──────── STORED DATA ────────

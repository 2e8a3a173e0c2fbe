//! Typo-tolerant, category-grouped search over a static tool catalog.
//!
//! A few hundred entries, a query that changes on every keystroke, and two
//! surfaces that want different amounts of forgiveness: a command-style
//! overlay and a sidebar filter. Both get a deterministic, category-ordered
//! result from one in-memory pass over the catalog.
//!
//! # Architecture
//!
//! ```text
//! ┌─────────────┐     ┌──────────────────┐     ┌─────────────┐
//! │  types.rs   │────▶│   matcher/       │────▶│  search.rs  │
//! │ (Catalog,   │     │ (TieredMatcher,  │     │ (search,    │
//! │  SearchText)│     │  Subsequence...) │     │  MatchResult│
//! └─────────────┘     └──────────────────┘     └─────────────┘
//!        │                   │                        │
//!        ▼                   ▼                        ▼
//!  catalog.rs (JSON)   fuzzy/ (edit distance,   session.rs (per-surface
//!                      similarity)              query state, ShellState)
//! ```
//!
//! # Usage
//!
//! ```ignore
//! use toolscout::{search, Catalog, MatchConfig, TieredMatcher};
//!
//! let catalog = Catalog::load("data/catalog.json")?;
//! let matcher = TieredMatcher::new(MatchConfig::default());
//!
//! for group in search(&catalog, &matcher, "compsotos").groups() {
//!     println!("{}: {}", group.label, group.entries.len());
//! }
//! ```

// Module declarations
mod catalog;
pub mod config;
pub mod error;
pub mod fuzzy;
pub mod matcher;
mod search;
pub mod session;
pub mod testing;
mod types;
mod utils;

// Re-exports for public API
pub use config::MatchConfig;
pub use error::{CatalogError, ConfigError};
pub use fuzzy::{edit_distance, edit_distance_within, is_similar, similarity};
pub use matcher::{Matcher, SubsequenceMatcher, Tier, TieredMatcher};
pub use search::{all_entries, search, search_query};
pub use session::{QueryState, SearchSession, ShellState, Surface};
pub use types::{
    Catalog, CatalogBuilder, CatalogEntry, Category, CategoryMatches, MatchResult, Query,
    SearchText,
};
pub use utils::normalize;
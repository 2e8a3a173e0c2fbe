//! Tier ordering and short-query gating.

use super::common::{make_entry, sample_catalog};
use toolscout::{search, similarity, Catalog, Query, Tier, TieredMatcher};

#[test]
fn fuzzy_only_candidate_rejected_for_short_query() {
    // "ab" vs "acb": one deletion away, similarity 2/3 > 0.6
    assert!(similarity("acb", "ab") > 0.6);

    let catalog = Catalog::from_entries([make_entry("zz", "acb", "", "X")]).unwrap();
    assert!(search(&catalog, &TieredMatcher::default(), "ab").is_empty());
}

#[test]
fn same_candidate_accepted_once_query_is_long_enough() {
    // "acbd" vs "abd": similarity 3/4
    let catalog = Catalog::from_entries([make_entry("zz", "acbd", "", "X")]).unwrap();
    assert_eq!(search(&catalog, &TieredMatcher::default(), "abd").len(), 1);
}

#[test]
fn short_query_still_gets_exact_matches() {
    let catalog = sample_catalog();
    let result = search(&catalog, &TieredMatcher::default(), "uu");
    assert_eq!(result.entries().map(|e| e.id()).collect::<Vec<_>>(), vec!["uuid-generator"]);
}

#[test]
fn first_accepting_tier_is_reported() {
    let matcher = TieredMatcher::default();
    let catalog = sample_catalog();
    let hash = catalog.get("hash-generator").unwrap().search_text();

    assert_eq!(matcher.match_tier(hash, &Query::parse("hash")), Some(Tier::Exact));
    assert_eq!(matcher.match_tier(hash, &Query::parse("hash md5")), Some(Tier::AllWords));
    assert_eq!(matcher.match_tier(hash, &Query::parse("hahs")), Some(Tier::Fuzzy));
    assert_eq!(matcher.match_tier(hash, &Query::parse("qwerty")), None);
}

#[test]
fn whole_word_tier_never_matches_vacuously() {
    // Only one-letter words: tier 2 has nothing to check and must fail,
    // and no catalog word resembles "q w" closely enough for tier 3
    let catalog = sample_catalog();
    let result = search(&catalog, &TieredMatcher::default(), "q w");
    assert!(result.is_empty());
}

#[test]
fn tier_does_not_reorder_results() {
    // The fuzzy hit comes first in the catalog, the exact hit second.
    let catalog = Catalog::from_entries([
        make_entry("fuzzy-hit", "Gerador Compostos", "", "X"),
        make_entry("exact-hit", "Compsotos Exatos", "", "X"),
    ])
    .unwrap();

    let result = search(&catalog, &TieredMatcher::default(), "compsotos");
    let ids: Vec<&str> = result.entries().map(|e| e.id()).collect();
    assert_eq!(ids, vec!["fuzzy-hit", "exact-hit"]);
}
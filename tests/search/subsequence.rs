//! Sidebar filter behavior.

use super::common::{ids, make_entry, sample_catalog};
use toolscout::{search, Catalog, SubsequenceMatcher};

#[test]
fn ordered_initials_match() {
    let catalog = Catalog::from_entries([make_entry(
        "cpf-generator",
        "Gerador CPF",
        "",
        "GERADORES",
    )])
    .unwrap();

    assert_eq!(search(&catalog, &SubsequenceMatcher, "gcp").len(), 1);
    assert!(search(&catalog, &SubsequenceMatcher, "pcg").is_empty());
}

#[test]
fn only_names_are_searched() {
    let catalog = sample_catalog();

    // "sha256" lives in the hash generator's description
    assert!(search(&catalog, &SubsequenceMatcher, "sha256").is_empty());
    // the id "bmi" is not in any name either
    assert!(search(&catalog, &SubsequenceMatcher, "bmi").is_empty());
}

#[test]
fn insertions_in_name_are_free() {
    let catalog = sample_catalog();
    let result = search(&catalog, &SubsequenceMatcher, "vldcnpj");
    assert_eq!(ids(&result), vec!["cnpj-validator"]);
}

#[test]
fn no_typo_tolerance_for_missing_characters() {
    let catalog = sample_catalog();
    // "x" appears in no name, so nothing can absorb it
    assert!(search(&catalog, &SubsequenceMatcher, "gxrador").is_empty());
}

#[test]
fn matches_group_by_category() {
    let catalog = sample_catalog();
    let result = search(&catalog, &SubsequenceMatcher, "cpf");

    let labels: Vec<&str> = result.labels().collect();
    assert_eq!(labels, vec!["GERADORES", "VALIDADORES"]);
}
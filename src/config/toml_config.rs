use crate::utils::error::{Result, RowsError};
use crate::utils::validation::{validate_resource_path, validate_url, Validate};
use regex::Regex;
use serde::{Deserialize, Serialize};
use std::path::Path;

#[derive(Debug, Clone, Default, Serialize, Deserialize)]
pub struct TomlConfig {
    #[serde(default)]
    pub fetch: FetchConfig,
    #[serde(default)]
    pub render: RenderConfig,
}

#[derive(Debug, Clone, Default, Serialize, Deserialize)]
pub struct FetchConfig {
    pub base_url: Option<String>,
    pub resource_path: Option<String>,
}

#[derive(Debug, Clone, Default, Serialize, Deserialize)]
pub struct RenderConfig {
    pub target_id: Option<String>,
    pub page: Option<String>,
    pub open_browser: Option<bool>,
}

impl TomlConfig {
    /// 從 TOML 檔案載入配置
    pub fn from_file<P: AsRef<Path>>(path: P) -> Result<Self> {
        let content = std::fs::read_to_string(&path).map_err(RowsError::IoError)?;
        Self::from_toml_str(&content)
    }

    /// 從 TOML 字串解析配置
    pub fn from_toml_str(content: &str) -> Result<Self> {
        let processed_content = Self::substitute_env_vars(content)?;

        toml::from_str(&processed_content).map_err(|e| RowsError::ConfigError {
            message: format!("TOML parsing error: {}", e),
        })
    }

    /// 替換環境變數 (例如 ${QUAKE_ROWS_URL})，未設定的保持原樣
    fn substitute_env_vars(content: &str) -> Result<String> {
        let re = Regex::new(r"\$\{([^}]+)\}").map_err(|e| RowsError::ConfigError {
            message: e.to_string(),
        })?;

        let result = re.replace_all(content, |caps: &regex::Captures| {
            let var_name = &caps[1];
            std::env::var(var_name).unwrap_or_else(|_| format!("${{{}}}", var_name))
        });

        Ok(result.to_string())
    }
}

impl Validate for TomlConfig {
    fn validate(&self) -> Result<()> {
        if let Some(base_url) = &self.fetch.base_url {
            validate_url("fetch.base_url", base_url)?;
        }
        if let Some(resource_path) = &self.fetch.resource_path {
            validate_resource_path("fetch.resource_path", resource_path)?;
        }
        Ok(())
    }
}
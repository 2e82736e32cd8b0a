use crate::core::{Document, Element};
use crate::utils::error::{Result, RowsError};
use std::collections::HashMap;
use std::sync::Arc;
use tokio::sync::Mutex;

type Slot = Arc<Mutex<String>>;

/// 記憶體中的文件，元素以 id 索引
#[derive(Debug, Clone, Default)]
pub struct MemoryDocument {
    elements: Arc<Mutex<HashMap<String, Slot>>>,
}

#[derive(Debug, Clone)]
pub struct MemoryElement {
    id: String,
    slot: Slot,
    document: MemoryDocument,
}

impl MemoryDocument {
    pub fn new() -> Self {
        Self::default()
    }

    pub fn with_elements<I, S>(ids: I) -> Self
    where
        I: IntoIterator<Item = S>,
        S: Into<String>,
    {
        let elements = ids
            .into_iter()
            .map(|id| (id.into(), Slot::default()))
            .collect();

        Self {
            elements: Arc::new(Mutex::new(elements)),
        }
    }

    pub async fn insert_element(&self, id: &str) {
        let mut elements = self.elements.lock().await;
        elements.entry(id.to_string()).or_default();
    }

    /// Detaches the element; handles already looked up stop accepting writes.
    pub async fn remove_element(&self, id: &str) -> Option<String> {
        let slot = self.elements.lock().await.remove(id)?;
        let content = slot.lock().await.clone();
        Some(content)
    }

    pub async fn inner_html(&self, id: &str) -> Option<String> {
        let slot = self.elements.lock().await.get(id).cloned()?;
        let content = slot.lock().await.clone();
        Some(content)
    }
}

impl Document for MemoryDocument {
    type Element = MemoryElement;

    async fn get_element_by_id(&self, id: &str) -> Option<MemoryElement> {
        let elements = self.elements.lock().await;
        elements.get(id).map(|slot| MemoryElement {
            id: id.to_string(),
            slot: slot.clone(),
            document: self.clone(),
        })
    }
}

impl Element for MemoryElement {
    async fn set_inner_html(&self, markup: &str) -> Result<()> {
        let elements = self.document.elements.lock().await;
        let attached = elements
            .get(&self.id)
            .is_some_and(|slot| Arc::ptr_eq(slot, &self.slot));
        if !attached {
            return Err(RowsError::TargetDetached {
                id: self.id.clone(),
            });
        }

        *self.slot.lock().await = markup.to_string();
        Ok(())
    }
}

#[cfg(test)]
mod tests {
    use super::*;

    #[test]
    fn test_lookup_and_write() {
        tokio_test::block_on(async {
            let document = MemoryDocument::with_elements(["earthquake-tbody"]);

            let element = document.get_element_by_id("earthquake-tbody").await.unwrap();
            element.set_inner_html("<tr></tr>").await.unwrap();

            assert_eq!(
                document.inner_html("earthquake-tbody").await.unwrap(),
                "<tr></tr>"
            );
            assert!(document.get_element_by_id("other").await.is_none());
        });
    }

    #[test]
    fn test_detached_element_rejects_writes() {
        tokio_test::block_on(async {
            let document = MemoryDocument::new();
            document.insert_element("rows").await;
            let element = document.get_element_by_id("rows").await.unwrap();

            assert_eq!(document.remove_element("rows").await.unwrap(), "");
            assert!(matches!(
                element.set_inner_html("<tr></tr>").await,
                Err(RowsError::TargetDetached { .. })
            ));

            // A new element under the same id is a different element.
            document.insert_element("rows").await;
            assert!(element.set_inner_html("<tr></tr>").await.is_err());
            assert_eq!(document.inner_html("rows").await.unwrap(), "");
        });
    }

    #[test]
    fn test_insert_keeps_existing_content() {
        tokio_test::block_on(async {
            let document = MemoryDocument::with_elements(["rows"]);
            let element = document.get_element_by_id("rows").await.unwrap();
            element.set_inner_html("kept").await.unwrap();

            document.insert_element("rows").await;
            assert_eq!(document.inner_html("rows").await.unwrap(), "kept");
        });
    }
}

────────
──────── STORED DATA ────────

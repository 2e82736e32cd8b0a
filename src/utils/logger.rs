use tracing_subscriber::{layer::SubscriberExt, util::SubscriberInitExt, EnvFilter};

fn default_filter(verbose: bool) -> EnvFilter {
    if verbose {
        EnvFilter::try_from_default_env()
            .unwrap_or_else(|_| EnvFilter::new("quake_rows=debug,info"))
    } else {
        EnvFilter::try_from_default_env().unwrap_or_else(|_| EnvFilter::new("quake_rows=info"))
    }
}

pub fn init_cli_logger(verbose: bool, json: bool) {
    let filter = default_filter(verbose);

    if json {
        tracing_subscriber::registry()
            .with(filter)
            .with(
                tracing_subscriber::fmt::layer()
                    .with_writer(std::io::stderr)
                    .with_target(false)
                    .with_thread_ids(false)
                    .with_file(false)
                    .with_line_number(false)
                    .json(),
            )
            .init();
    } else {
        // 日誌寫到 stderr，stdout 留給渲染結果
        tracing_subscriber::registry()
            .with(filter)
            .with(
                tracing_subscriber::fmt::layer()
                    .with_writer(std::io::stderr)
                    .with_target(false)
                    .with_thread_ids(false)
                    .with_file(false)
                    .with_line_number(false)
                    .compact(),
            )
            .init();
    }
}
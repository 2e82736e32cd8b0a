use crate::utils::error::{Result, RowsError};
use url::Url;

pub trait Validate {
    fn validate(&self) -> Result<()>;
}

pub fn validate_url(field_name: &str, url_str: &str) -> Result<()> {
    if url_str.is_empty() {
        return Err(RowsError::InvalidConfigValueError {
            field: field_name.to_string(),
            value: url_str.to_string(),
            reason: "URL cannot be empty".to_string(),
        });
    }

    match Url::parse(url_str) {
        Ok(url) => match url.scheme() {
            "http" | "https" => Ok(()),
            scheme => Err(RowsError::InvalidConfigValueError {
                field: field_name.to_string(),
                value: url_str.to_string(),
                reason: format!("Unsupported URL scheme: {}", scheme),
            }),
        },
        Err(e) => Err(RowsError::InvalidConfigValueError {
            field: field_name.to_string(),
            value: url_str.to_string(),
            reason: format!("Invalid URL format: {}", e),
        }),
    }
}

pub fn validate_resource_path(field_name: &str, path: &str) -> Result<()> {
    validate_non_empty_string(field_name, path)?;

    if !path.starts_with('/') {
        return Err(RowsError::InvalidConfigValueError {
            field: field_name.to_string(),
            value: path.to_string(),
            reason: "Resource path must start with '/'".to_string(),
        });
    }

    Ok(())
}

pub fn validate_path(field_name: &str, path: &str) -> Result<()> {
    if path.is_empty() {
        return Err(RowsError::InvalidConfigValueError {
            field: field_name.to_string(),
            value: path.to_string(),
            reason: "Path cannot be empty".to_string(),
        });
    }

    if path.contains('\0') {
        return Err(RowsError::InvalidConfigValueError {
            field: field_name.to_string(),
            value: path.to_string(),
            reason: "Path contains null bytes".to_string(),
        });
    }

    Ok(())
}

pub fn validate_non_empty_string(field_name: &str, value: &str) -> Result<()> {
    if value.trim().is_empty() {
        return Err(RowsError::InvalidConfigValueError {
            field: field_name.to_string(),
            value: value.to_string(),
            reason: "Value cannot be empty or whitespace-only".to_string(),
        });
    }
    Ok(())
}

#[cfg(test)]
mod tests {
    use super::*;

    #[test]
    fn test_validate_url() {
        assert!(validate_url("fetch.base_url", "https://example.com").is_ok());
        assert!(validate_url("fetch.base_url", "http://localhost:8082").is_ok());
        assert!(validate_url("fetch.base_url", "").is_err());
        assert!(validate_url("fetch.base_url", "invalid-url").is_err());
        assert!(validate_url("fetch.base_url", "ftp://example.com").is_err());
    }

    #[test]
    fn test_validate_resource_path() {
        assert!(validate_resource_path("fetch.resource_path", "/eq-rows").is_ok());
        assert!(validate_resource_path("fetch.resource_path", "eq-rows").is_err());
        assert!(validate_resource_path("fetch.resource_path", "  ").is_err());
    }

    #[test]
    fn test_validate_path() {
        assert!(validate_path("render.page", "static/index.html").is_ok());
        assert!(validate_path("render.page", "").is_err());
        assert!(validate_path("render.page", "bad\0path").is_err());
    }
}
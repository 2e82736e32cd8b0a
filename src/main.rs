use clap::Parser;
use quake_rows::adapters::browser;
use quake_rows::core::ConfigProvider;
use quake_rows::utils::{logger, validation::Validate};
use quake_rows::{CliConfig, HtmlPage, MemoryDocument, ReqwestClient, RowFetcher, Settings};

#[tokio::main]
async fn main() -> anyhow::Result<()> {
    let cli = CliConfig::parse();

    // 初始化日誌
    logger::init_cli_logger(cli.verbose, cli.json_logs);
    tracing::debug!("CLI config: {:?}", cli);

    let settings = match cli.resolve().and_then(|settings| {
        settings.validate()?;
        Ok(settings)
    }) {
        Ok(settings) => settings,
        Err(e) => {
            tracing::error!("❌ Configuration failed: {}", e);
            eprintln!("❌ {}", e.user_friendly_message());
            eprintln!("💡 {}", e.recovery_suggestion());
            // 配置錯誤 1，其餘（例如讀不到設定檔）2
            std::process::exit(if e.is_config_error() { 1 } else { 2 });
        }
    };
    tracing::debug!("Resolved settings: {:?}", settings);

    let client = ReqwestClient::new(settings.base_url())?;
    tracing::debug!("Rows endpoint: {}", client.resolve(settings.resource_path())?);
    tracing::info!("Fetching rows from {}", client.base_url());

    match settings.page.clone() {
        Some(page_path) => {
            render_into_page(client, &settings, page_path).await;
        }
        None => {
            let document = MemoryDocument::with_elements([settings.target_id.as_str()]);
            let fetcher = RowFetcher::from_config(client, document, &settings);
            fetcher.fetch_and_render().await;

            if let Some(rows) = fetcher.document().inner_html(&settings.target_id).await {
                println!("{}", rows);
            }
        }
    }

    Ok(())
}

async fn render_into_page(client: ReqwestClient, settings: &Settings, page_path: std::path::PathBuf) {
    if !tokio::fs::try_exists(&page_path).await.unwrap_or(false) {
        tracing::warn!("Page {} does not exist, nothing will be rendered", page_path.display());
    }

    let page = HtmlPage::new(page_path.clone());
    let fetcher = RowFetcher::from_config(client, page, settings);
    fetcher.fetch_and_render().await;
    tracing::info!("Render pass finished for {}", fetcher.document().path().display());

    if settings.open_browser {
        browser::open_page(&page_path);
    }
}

────────

**EXERCISE:**
From the records above, pull every line that has the string "contains" and copy it.

**SOLUTION:**
    if path.contains('\0') {
            reason: "Path contains null bytes".to_string(),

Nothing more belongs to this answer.